Less than five percent of Canadian firefighters are women. Here's what it's been like for three of them this wildfire season.

A photo of a plane dropping a stream of red fire retardant onto a forest

(Photo: Courtesy Ang Beaulac)

This summer, almost 6,000 wildfires burned across the country. And while the current fire season is slowing down, the Canadian Interagency Forest Fire Centre reports that there are currently 118 uncontrolled fires burning across the country. That means plenty of firefighters are still on the ground, doing their best to protect the trees, as well as the plants and animals that live among them and the people nearby.

Less than five percent of Canadian firefighters are women. Here, three of them talk to Chatelaine about their intense, important jobs.

A photo of Elaine Trudeau. Elaine Trudeau, Ontario

Elaine Trudeau has been a firefighter since 1998. Two years later, she became a crew boss, which these days means she’s the one coordinating when the call comes in from the provincial government looking for firefighters. “I put the call out on social media, Facebook, even text messages,” she says. “The firefighters call me Bush Mama.”

Her most recent job was at Socket Lake, north of Sioux Lookout in Northern Ontario, fighting a fire over 1,690 hectares large—about the size of 41,000 football fields. “Which is nothing compared to the fire zone in Red Lake [near Thunder Bay, Ont.] or Kenora [in central Ont.],” she says. “The fire over there was 139,000 hectares.”

Once someone responds to her call, Trudeau has to make sure they have the appropriate firefighting qualifications. She also co-ordinates training programs for potential firefighters and works with provincial social agencies to make sure everyone has training in First Aid and other required training. That’s all in addition to her full-time job, as an Indigenous victim support worker with survivors of sexual assault.

Trudeau, who is from Wiikwemkoong Unceded Territory on Manitoulin Island, says she is grateful for being able to do firefighting work every year. Life at fire camp can be hard and stressful: in fire season, shifts that can vary between eight and 16 hours of physical work, with 14 days on and two days off before heading out again. She misses her family, but they’re “so supportive of my work,” she says.

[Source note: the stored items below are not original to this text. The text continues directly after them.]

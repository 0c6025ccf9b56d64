//! Per-block consensus data consumed by the reward manager
//!
//! GHOSTDAG data and acceptance data are produced by the DAG processor and
//! read back through the stores; they are immutable once written.

use serde::{Deserialize, Serialize};
use std::collections::HashMap;

use super::{ScriptPublicKey, Transaction};
use crate::crypto::Hash;

/// GHOSTDAG classification of a block's merge set
#[derive(Debug, Clone, PartialEq, Eq, Default, Serialize, Deserialize)]
pub struct GhostdagData {
    pub blue_score: u64,
    pub blue_work: u128,
    pub selected_parent: Hash,
    /// Merge-set blues in GHOSTDAG order; the order is consensus-relevant
    pub merge_set_blues: Vec<Hash>,
    pub merge_set_reds: Vec<Hash>,
}

impl GhostdagData {
    pub fn new(
        blue_score: u64,
        blue_work: u128,
        selected_parent: Hash,
        merge_set_blues: Vec<Hash>,
        merge_set_reds: Vec<Hash>,
    ) -> Self {
        Self {
            blue_score,
            blue_work,
            selected_parent,
            merge_set_blues,
            merge_set_reds,
        }
    }
}

/// Acceptance record of one transaction of a merged block
#[derive(Debug, Clone, PartialEq, Eq, Serialize, Deserialize)]
pub struct TransactionAcceptanceData {
    pub transaction: Transaction,
    pub fee: u64,
    pub is_accepted: bool,
}

/// Acceptance of every transaction of one merged block.
/// The first record is always the merged block's coinbase.
#[derive(Debug, Clone, PartialEq, Eq, Serialize, Deserialize)]
pub struct BlockAcceptanceData {
    pub block_hash: Hash,
    pub transaction_acceptance_data: Vec<TransactionAcceptanceData>,
}

impl BlockAcceptanceData {
    /// Sum of the fees of accepted transactions
    pub fn accepted_fees(&self) -> u64 {
        self.transaction_acceptance_data
            .iter()
            .filter(|tx| tx.is_accepted)
            .map(|tx| tx.fee)
            .sum()
    }
}

/// Acceptance data of a block: one entry per merged block, in merge order
pub type AcceptanceData = Vec<BlockAcceptanceData>;

/// Index acceptance data by merged block hash
pub fn acceptance_data_by_block(acceptance_data: &AcceptanceData) -> HashMap<Hash, &BlockAcceptanceData> {
    acceptance_data
        .iter()
        .map(|data| (data.block_hash, data))
        .collect()
}

/// Miner-supplied data recorded in the coinbase payload
#[derive(Debug, Clone, PartialEq, Eq, Default, Serialize, Deserialize)]
pub struct CoinbaseData {
    pub script_public_key: ScriptPublicKey,
    pub extra_data: Vec<u8>,
}

impl CoinbaseData {
    pub fn new(script_public_key: ScriptPublicKey, extra_data: Vec<u8>) -> Self {
        Self {
            script_public_key,
            extra_data,
        }
    }
}

#[cfg(test)]
mod tests {
    use super::*;
    use crate::consensus::SubnetworkId;

    fn record(fee: u64, is_accepted: bool) -> TransactionAcceptanceData {
        TransactionAcceptanceData {
            transaction: Transaction::new(0, vec![], vec![], 0, SubnetworkId::NATIVE, 0, vec![fee as u8]),
            fee,
            is_accepted,
        }
    }

    #[test]
    fn test_accepted_fees_skip_rejected() {
        let data = BlockAcceptanceData {
            block_hash: Hash::from_u64_word(1),
            transaction_acceptance_data: vec![record(0, true), record(10, true), record(99, false), record(5, true)],
        };
        assert_eq!(data.accepted_fees(), 15);
    }

    #[test]
    fn test_acceptance_map_keys() {
        let data = vec![
            BlockAcceptanceData {
                block_hash: Hash::from_u64_word(1),
                transaction_acceptance_data: vec![],
            },
            BlockAcceptanceData {
                block_hash: Hash::from_u64_word(2),
                transaction_acceptance_data: vec![record(3, true)],
            },
        ];
        let map = acceptance_data_by_block(&data);
        assert_eq!(map.len(), 2);
        assert_eq!(map[&Hash::from_u64_word(2)].accepted_fees(), 3);
    }
}
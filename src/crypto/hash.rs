//! BLAKE3 hashing
//!
//! Every consensus hash in HARBI is BLAKE3 in derive-key mode, one key per
//! domain, so a transaction hash can never collide with a merkle branch or a
//! proof-of-work hash built from the same bytes.

use serde::{Deserialize, Serialize};
use std::fmt;

/// Size of a hash in bytes
pub const HASH_SIZE: usize = 32;

/// 32-byte hash output
#[derive(Clone, Copy, PartialEq, Eq, Hash, PartialOrd, Ord, Serialize, Deserialize)]
pub struct Hash(pub [u8; HASH_SIZE]);

impl Hash {
    /// The all-zero hash
    pub const fn zero() -> Self {
        Hash([0u8; HASH_SIZE])
    }

    /// Create hash from bytes
    pub const fn from_bytes(bytes: [u8; HASH_SIZE]) -> Self {
        Hash(bytes)
    }

    /// Build a hash whose first eight bytes are `value` in little-endian.
    /// Handy for tests and synthetic keys.
    pub fn from_u64_word(value: u64) -> Self {
        let mut bytes = [0u8; HASH_SIZE];
        bytes[..8].copy_from_slice(&value.to_le_bytes());
        Hash(bytes)
    }

    /// Create hash from hex string
    pub fn from_hex(hex: &str) -> Result<Self, hex::FromHexError> {
        let bytes = hex::decode(hex)?;
        if bytes.len() != HASH_SIZE {
            return Err(hex::FromHexError::InvalidStringLength);
        }
        let mut arr = [0u8; HASH_SIZE];
        arr.copy_from_slice(&bytes);
        Ok(Hash(arr))
    }

    /// Convert to hex string
    pub fn to_hex(&self) -> String {
        hex::encode(self.0)
    }

    /// Get as bytes
    pub fn as_bytes(&self) -> &[u8; HASH_SIZE] {
        &self.0
    }

    pub fn is_zero(&self) -> bool {
        self.0 == [0u8; HASH_SIZE]
    }
}

impl fmt::Debug for Hash {
    fn fmt(&self, f: &mut fmt::Formatter<'_>) -> fmt::Result {
        write!(f, "Hash({})", self.to_hex())
    }
}

impl fmt::Display for Hash {
    fn fmt(&self, f: &mut fmt::Formatter<'_>) -> fmt::Result {
        write!(f, "{}", self.to_hex())
    }
}

impl Default for Hash {
    fn default() -> Self {
        Self::zero()
    }
}

impl AsRef<[u8]> for Hash {
    fn as_ref(&self) -> &[u8] {
        &self.0
    }
}

/// Hash domains. Each one is a distinct BLAKE3 derive-key context.
#[derive(Debug, Clone, Copy, PartialEq, Eq)]
pub enum HashDomain {
    TransactionHash,
    TransactionId,
    MerkleBranch,
    BlockHash,
    ProofOfWork,
}

impl HashDomain {
    fn context(self) -> &'static str {
        match self {
            HashDomain::TransactionHash => "harbi 2023 TransactionHash",
            HashDomain::TransactionId => "harbi 2023 TransactionID",
            HashDomain::MerkleBranch => "harbi 2023 MerkleBranchHash",
            HashDomain::BlockHash => "harbi 2023 BlockHash",
            HashDomain::ProofOfWork => "harbi 2023 ProofOfWorkHash",
        }
    }
}

/// Incremental writer for a domain-separated hash.
///
/// Integers are always written little-endian.
#[derive(Clone)]
pub struct HashWriter {
    hasher: blake3::Hasher,
}

impl HashWriter {
    pub fn new(domain: HashDomain) -> Self {
        Self {
            hasher: blake3::Hasher::new_derive_key(domain.context()),
        }
    }

    pub fn update(&mut self, data: &[u8]) -> &mut Self {
        self.hasher.update(data);
        self
    }

    pub fn write_u8(&mut self, value: u8) -> &mut Self {
        self.update(&[value])
    }

    pub fn write_u16(&mut self, value: u16) -> &mut Self {
        self.update(&value.to_le_bytes())
    }

    pub fn write_u32(&mut self, value: u32) -> &mut Self {
        self.update(&value.to_le_bytes())
    }

    pub fn write_u64(&mut self, value: u64) -> &mut Self {
        self.update(&value.to_le_bytes())
    }

    pub fn write_i64(&mut self, value: i64) -> &mut Self {
        self.update(&value.to_le_bytes())
    }

    /// Write a u64 length prefix followed by the bytes
    pub fn write_var_bytes(&mut self, data: &[u8]) -> &mut Self {
        self.write_u64(data.len() as u64);
        self.update(data)
    }

    pub fn finalize(&self) -> Hash {
        Hash(*self.hasher.finalize().as_bytes())
    }
}

/// Hash arbitrary bytes in the given domain
pub fn hash_in_domain(domain: HashDomain, data: &[u8]) -> Hash {
    HashWriter::new(domain).update(data).finalize()
}

/// Hash two merkle nodes together
pub fn hash_merkle_branches(left: &Hash, right: &Hash) -> Hash {
    HashWriter::new(HashDomain::MerkleBranch)
        .update(&left.0)
        .update(&right.0)
        .finalize()
}

/// Plain BLAKE3 of arbitrary bytes, used for checksums only
pub fn hash_bytes(data: &[u8]) -> Hash {
    Hash(*blake3::hash(data).as_bytes())
}

/// Double hash (hash of hash) for address checksums
pub fn double_hash(data: &[u8]) -> Hash {
    let first = hash_bytes(data);
    hash_bytes(&first.0)
}
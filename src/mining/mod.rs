//! Mining module - block templates and proof-of-work workers

mod miner;
mod template;

pub use miner::*;
pub use template::*;

use thiserror::Error;

use crate::consensus::CoinbaseError;
use crate::pow::PowError;
use crate::storage::ChainError;

#[derive(Debug, Error)]
pub enum MiningError {
    #[error(transparent)]
    Chain(#[from] ChainError),

    #[error("cannot build coinbase: {0}")]
    Coinbase(#[from] CoinbaseError),

    #[error(transparent)]
    Pow(#[from] PowError),

    #[error("failed to spawn mining worker: {0}")]
    Spawn(#[from] std::io::Error),
}

pub type MiningResult<T> = Result<T, MiningError>;
//! Block templates
//!
//! A template is a fully assembled candidate block on top of the tip, plus
//! the staged consensus data needed to accept it once a nonce is found.

use parking_lot::Mutex;
use std::sync::atomic::{AtomicU64, Ordering};
use std::sync::Arc;
use std::time::{SystemTime, UNIX_EPOCH};
use tracing::trace;

use super::MiningResult;
use crate::consensus::{Block, BlockHeader, CoinbaseData, Transaction};
use crate::crypto::{calculate_hash_merkle_root, calculate_id_merkle_root};
use crate::pow::State;
use crate::storage::{ChainState, ConsensusStores, TipStore, VirtualBlock, VIRTUAL_HASH};

/// Candidate block and the staged data it was built from
#[derive(Debug, Clone)]
pub struct BlockTemplate {
    pub block: Block,
    pub virtual_block: VirtualBlock,
    /// Whether the coinbase pays aggregated red rewards
    pub has_red_reward: bool,
}

/// Current time in milliseconds since the Unix epoch
pub fn now_millis() -> i64 {
    SystemTime::now()
        .duration_since(UNIX_EPOCH)
        .map(|elapsed| elapsed.as_millis() as i64)
        .unwrap_or_default()
}

/// Assemble a candidate block on top of the chain tip.
///
/// The coinbase comes first and is exactly the one the reward manager
/// expects for the staged merge set; `transactions` follow it.
pub fn build_block_template<S: ConsensusStores + TipStore + 'static>(
    chain: &ChainState<S>,
    coinbase_data: &CoinbaseData,
    transactions: Vec<Transaction>,
    timestamp: i64,
) -> MiningResult<BlockTemplate> {
    let virtual_block = chain.stage_virtual()?;
    let (coinbase, has_red_reward) =
        chain
            .coinbase_manager()
            .expected_coinbase_transaction(&virtual_block.staging, &VIRTUAL_HASH, coinbase_data)?;

    let mut all_txs = Vec::with_capacity(transactions.len() + 1);
    all_txs.push(coinbase);
    all_txs.extend(transactions);

    let mut header = BlockHeader::new(
        chain.params().block_version,
        vec![virtual_block.parent],
        calculate_hash_merkle_root(&all_txs),
        timestamp,
        virtual_block.bits,
        0, // nonce is set by the miner
    );
    header.accepted_id_merkle_root = calculate_id_merkle_root(&virtual_block.accepted);
    header.daa_score = virtual_block.daa_score;
    header.blue_score = virtual_block.ghostdag_data.blue_score;
    header.blue_work = virtual_block.ghostdag_data.blue_work;
    header.pruning_point = chain.params().genesis_hash;

    trace!(parent = %virtual_block.parent, daa_score = header.daa_score, "built block template");

    Ok(BlockTemplate {
        block: Block::new(header, all_txs),
        virtual_block,
        has_red_reward,
    })
}

/// The template miners currently work on
pub struct TemplateManager {
    current: Mutex<Option<(Arc<BlockTemplate>, State)>>,
    generation: AtomicU64,
}

impl TemplateManager {
    pub fn new() -> Self {
        Self {
            current: Mutex::new(None),
            generation: AtomicU64::new(0),
        }
    }

    /// Replace the current template; returns its generation
    pub fn set(&self, template: BlockTemplate, state: State) -> u64 {
        let mut current = self.current.lock();
        *current = Some((Arc::new(template), state));
        self.generation.fetch_add(1, Ordering::SeqCst) + 1
    }

    /// A copy of the current template and its proof-of-work state, so a
    /// worker can change the nonce without affecting anyone else.
    pub fn get(&self) -> Option<(Arc<BlockTemplate>, State, u64)> {
        let current = self.current.lock();
        current
            .as_ref()
            .map(|(template, state)| (template.clone(), state.clone(), self.generation.load(Ordering::SeqCst)))
    }

    /// Bumped on every `set`; zero until the first template arrives
    pub fn generation(&self) -> u64 {
        self.generation.load(Ordering::SeqCst)
    }

    pub fn clear(&self) {
        *self.current.lock() = None;
        self.generation.fetch_add(1, Ordering::SeqCst);
    }
}

impl Default for TemplateManager {
    fn default() -> Self {
        Self::new()
    }
}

In fact, her daughter became a firefighter for a season, inspired by her mother’s efforts.

All her work is driven by her passion for her community. “I have a deep love of firefighting and I try to speak on behalf of Indigenous firefighters,” says Trudeau. “Many of the fires this season are in First Nations communities.” With 32 percent of on-reserve First Nations people living near forests, many were affected by this year’s evacuations: There were complete evacuations of Poplar Hill and Deer Lake First Nations, while vulnerable residents were moved out of Pikangikum, North Spirit Lake and Cat Lake.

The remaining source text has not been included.